11. The mattress of claim 10 wherein said mattress is incorporated into the floor of a tent.

12. The mattress of claim 10 further comprising means for dividing said cavity into a multiplicity of sub-cavities.

13. The mattress of claim 12 wherein said means for dividing said cavity comprises a series of pneumatically connected chambers.

14. The mattress of claim 10 wherein said first layer and said second layer are plastic materials.

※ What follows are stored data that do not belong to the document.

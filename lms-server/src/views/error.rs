//! Error pages

use super::{escape_html, layout, Page};

/// Status page shown for 4xx/5xx responses.
pub fn error_page(status: u16, heading: &str, message: &str) -> String {
    let content = format!(
        "<h1>{status} {}</h1>\n<p>{}</p>\n<p><a href=\"/dashboard\">Back to dashboard</a></p>\n",
        escape_html(heading),
        escape_html(message)
    );
    layout(&Page::anonymous(&[]), heading, &content)
}

#[cfg(test)]
mod tests {
    use super::*;

    #[test]
    fn renders_status_and_escaped_message() {
        let html = error_page(404, "Not Found", "course '<7>' not found");
        assert!(html.contains("<h1>404 Not Found</h1>"));
        assert!(html.contains("&lt;7&gt;"));
    }
}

15. A mattress comprising;

a) an airtight compressible bladder,

b) means for mechanically expanding said bladder to form interior cavity within said bladder whereby a vacuum forms in said cavity when said bladder is mechanically expanded, said means for mechanically expanding said bladder further comprising means for external application of a force to a surface of said cavity for expansion of said cavity with no internal means within said cavity aiding in said expansion, and

b) control means connecting the interior of said bladder to the outside environment, said control means controlling the flow of air to and from said interior of said bladder and said outside environment, whereby when said bladder is compressed said control means allows the flow of outflowing air from said bladder to said environment, and when said bladder is expanded said control means allows inflowing air to flow into said bladder, said control means further allowing the retention of said inflowing air within said bladder.

16. The mattress of claim 15 wherein said mattress is incorporated into the floor of a tent.

17. The mattress of claim 15 further comprising means for dividing said cavity into a multiplicity of sub-cavities.

18. The mattress of claim 17 wherein said means for dividing said cavity comprises a series of pneumatically connected chambers.

19. The mattress of claim 15 wherein said bladder comprises a plastic material.

20. The mattress of claim 15 wherein said control means is a pneumatic valve.